This has been a week that laid me low. James' triennial IEP is still in progress (we started end of October) and no one is going to be really happy about the final result. I am very discouraged about the gap between my perceived service needs for James, the IEP I agreed to last June, and what is now being offered by the district. It seems to be a grey area, as concessions have been made on both sides, nothing is hugely out of compliance in this new version of the IEP, but I am disappointed and have lost faith. This is what happened to James when I agreed to move him out of Full Inclusion and into Special Day Class.
If any on-the-fence parent is reading this, listen to your inner voice: don't move your child out of Full Inclusion if you don't feel right about it.
I do recognize that James got less out of Full Inclusion every year, due to his developmental delays and processing issues. I do recognize his school is giving it their best with what they've got and there are good people trying to work with us. It's just not enough for James.
If I made more money, I'd shell out for outside services and soldier on, grumbling along the way. I don't have that option. I have other issues that are now more important. Big changes in the family (it's coming apart), mental illness issues that desperately need addressing, and extreme financial crisis. Right now it's constant, never-ending, and no resolution or coping schedule in sight.
Then Wednesday, the massacre at a Regional Service Center in our state. Just like the one we go to for James, but in another region. It's gutted me. Not only because an organization that's part of our lives became a target for murderers, or because of the horrible loss of many kind people with families near a big holiday, but because of a worst-case outcome between mental illness, despair, the huge and dangerous (and widening) gaps of haves and have nots, and guns.
The Us is trying to exterminate Them.

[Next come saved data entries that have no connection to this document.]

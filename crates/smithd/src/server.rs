//! HTTP server for smithd

use std::sync::Arc;

use anyhow::Result;
use axum::Router;
use tower_http::trace::TraceLayer;
use tracing::info;

use crate::config::Config;
use crate::ollama::OllamaClient;
use crate::routes;

/// Application state shared across handlers. Built once at startup;
/// requests themselves are stateless.
pub struct AppState {
    pub config: Config,
    pub ollama: OllamaClient,
    pub server_ip: String,
}

pub type AppStateArc = Arc<AppState>;

impl AppState {
    pub fn new(config: Config, ollama: OllamaClient, server_ip: String) -> Self {
        Self {
            config,
            ollama,
            server_ip,
        }
    }
}

/// Build the full application router
pub fn router(state: AppStateArc) -> Router {
    Router::new()
        .merge(routes::service_routes())
        .merge(routes::health_routes())
        .merge(routes::query_routes())
        .with_state(state)
        .layer(TraceLayer::new_for_http())
}

/// Run the HTTP server
pub async fn run(state: AppState) -> Result<()> {
    let bind_addr = state.config.server.bind_addr.clone();
    let app = router(Arc::new(state));

    let listener = tokio::net::TcpListener::bind(&bind_addr).await?;
    info!("Listening on http://{}", bind_addr);

    axum::serve(listener, app).await?;
    Ok(())
}
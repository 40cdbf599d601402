//! API routes for smithd

use axum::{
    extract::State,
    http::StatusCode,
    routing::{get, post},
    Json, Router,
};
use tracing::{error, info};
use uuid::Uuid;

use crate::server::AppStateArc;
use crate::{actions, intent};
use smith_common::intent::{Action, Command, IntentResult, ResolvedIntent};
use smith_common::status::{HealthResponse, ServiceInfo};

// ============================================================================
// Service Routes
// ============================================================================

pub fn service_routes() -> Router<AppStateArc> {
    Router::new().route("/", get(root))
}

async fn root(State(state): State<AppStateArc>) -> Json<ServiceInfo> {
    Json(ServiceInfo {
        message: "Smith Assistant API is running".to_string(),
        status: "ready".to_string(),
        server_ip: state.server_ip.clone(),
        ollama_url: state.ollama.base_url().to_string(),
    })
}

// ============================================================================
// Health Routes
// ============================================================================

pub fn health_routes() -> Router<AppStateArc> {
    Router::new().route("/health", get(health_check))
}

async fn health_check(State(state): State<AppStateArc>) -> Json<HealthResponse> {
    let ollama = state.ollama.probe().await;
    let status = if ollama.is_connected() {
        "healthy"
    } else {
        "unhealthy"
    };

    Json(HealthResponse {
        status: status.to_string(),
        ollama: ollama.as_str().to_string(),
        server_ip: state.server_ip.clone(),
        ollama_url: state.ollama.base_url().to_string(),
    })
}

// ============================================================================
// Query Routes
// ============================================================================

pub fn query_routes() -> Router<AppStateArc> {
    Router::new().route("/query", post(process_command))
}

/// Process a natural-language command into a five-field intent.
/// Empty text is the only client error; everything downstream degrades
/// into a well-formed response instead of failing.
async fn process_command(
    State(state): State<AppStateArc>,
    Json(command): Json<Command>,
) -> Result<Json<IntentResult>, (StatusCode, String)> {
    let text = command.text.trim().to_string();
    if text.is_empty() {
        return Err((StatusCode::BAD_REQUEST, "Empty command text".to_string()));
    }

    let req_id = Uuid::new_v4();
    info!(%req_id, context = %command.context, "Processing command: {}", text);

    // The pipeline task owns its inputs; a panic inside it is caught at
    // the join and converted into the degraded intent.
    let resolved = match tokio::spawn(resolve_command(state.clone(), text)).await {
        Ok(resolved) => resolved,
        Err(err) => {
            error!(%req_id, "Command pipeline aborted: {}", err);
            ResolvedIntent::degraded()
        }
    };

    info!(
        %req_id,
        action = %resolved.intent.action,
        source = %resolved.source,
        confidence = resolved.intent.confidence,
        "Command resolved"
    );

    Ok(Json(resolved.intent))
}

/// Model-or-fallback extraction, then local action execution
async fn resolve_command(state: AppStateArc, text: String) -> ResolvedIntent {
    let mut resolved = intent::request_intent(&state.ollama, &text).await;

    if resolved.intent.action != Action::None {
        if let Some(reply) = actions::execute_action(resolved.intent.action, &resolved.intent.target)
        {
            resolved.intent.reply = reply;
        }
    }

    resolved
}
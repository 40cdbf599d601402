//! Deterministic keyword fallback for intent extraction.
//!
//! Used whenever the model is unreachable or returns output that fails
//! validation. Pure function of the input text, always returns a fully
//! populated record. Rule order matters: the conversational status check
//! runs before the generic keyword checks, and the default catches the
//! rest.

use once_cell::sync::Lazy;
use regex::Regex;

use crate::intent::{Action, Emotion, IntentResult};

/// Leading "search" / "search for" phrase, stripped from the original
/// casing of the text when extracting a search target
static SEARCH_PREFIX: Lazy<Regex> =
    Lazy::new(|| Regex::new(r"(?i)^search(\s+for)?\b\s*").expect("valid literal regex"));

/// Infer an intent from keywords alone. First matching rule wins.
pub fn parse_fallback(text: &str) -> IntentResult {
    let lowered = text.to_lowercase();
    let lowered = lowered.trim();

    if lowered.contains("how are you") {
        return IntentResult {
            reply: "I'm doing great and ready to help you!".to_string(),
            action: Action::None,
            target: String::new(),
            emotion: Emotion::Friendly,
            confidence: 0.9,
        };
    }

    if lowered.contains("time") {
        return IntentResult {
            reply: "Let me check the current time for you".to_string(),
            action: Action::Time,
            target: String::new(),
            emotion: Emotion::Helpful,
            confidence: 0.9,
        };
    }

    if lowered.contains("call") {
        let target = if lowered.contains("mom") { "mom" } else { "unknown" };
        return IntentResult {
            reply: format!("Calling {target}"),
            action: Action::Call,
            target: target.to_string(),
            emotion: Emotion::Friendly,
            confidence: 0.8,
        };
    }

    if lowered.contains("search") {
        let stripped = SEARCH_PREFIX.replace(text.trim(), "");
        let target = if stripped.trim().is_empty() {
            "general search".to_string()
        } else {
            stripped.trim().to_string()
        };
        return IntentResult {
            reply: format!("Searching for {target}"),
            action: Action::Search,
            target,
            emotion: Emotion::Helpful,
            confidence: 0.8,
        };
    }

    if lowered.contains("turn on") && lowered.contains("data") {
        return IntentResult {
            reply: "Turning on mobile data".to_string(),
            action: Action::MobileData,
            target: "on".to_string(),
            emotion: Emotion::Helpful,
            confidence: 0.9,
        };
    }

    IntentResult {
        reply: "I heard you, but I'm not sure how to help with that yet".to_string(),
        action: Action::None,
        target: String::new(),
        emotion: Emotion::Apologetic,
        confidence: 0.5,
    }
}
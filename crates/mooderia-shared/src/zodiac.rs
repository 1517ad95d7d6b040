//! Zodiac signs used by the horoscope and compatibility personas.

use std::fmt;
use std::str::FromStr;

use serde::{Deserialize, Serialize};
use thiserror::Error;

/// The twelve zodiac signs.
#[derive(Debug, Clone, Copy, PartialEq, Eq, Hash, Serialize, Deserialize)]
pub enum ZodiacSign {
    Aries,
    Taurus,
    Gemini,
    Cancer,
    Leo,
    Virgo,
    Libra,
    Scorpio,
    Sagittarius,
    Capricorn,
    Aquarius,
    Pisces,
}

impl ZodiacSign {
    pub const ALL: [ZodiacSign; 12] = [
        ZodiacSign::Aries,
        ZodiacSign::Taurus,
        ZodiacSign::Gemini,
        ZodiacSign::Cancer,
        ZodiacSign::Leo,
        ZodiacSign::Virgo,
        ZodiacSign::Libra,
        ZodiacSign::Scorpio,
        ZodiacSign::Sagittarius,
        ZodiacSign::Capricorn,
        ZodiacSign::Aquarius,
        ZodiacSign::Pisces,
    ];

    pub fn as_str(&self) -> &'static str {
        match self {
            ZodiacSign::Aries => "Aries",
            ZodiacSign::Taurus => "Taurus",
            ZodiacSign::Gemini => "Gemini",
            ZodiacSign::Cancer => "Cancer",
            ZodiacSign::Leo => "Leo",
            ZodiacSign::Virgo => "Virgo",
            ZodiacSign::Libra => "Libra",
            ZodiacSign::Scorpio => "Scorpio",
            ZodiacSign::Sagittarius => "Sagittarius",
            ZodiacSign::Capricorn => "Capricorn",
            ZodiacSign::Aquarius => "Aquarius",
            ZodiacSign::Pisces => "Pisces",
        }
    }
}

impl fmt::Display for ZodiacSign {
    fn fmt(&self, f: &mut fmt::Formatter<'_>) -> fmt::Result {
        f.write_str(self.as_str())
    }
}

#[derive(Debug, Error)]
#[error("Unknown zodiac sign: {0}")]
pub struct ParseZodiacError(String);

impl FromStr for ZodiacSign {
    type Err = ParseZodiacError;

    fn from_str(s: &str) -> Result<Self, Self::Err> {
        let normalized = s.trim().to_lowercase();
        ZodiacSign::ALL
            .iter()
            .find(|sign| sign.as_str().to_lowercase() == normalized)
            .copied()
            .ok_or_else(|| ParseZodiacError(s.to_string()))
    }
}

#[cfg(test)]
mod tests {
    use super::*;

    #[test]
    fn parse_is_case_insensitive() {
        assert_eq!("leo".parse::<ZodiacSign>().unwrap(), ZodiacSign::Leo);
        assert_eq!(" SCORPIO ".parse::<ZodiacSign>().unwrap(), ZodiacSign::Scorpio);
    }

    #[test]
    fn parse_rejects_unknown() {
        assert!("ophiuchus".parse::<ZodiacSign>().is_err());
    }

    #[test]
    fn display_round_trips() {
        for sign in ZodiacSign::ALL {
            assert_eq!(sign.to_string().parse::<ZodiacSign>().unwrap(), sign);
        }
    }
}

Think Trump hate, Planned Parenthood attacks and defunding, police shootings, and radical religions of any kind.
Guns are protected more than people. I still cannot believe this.
Our country is ignoring history and turning into a place of fear, hate, and exclusion for those "not like us". I am looking at you, US Governors who want to exclude Syrian refugees. How long before this "Them" turns me and my family into "Them"? It doesn't feel like a large step. So yeah, now I feel threatened too, in my own country.
And for me, I am not making enough money. Wages in my area are horrible and not what they were, pre-recession. I cannot support my family and it is breaking apart. I feel stranded. I know I am not alone. Not looking to throw a pity party. I do have some help and support. This is how I feel when I am laid low. I am pretty sure it's going to get worse before it gets better. I hope I can take it. I'm pretty sure I can.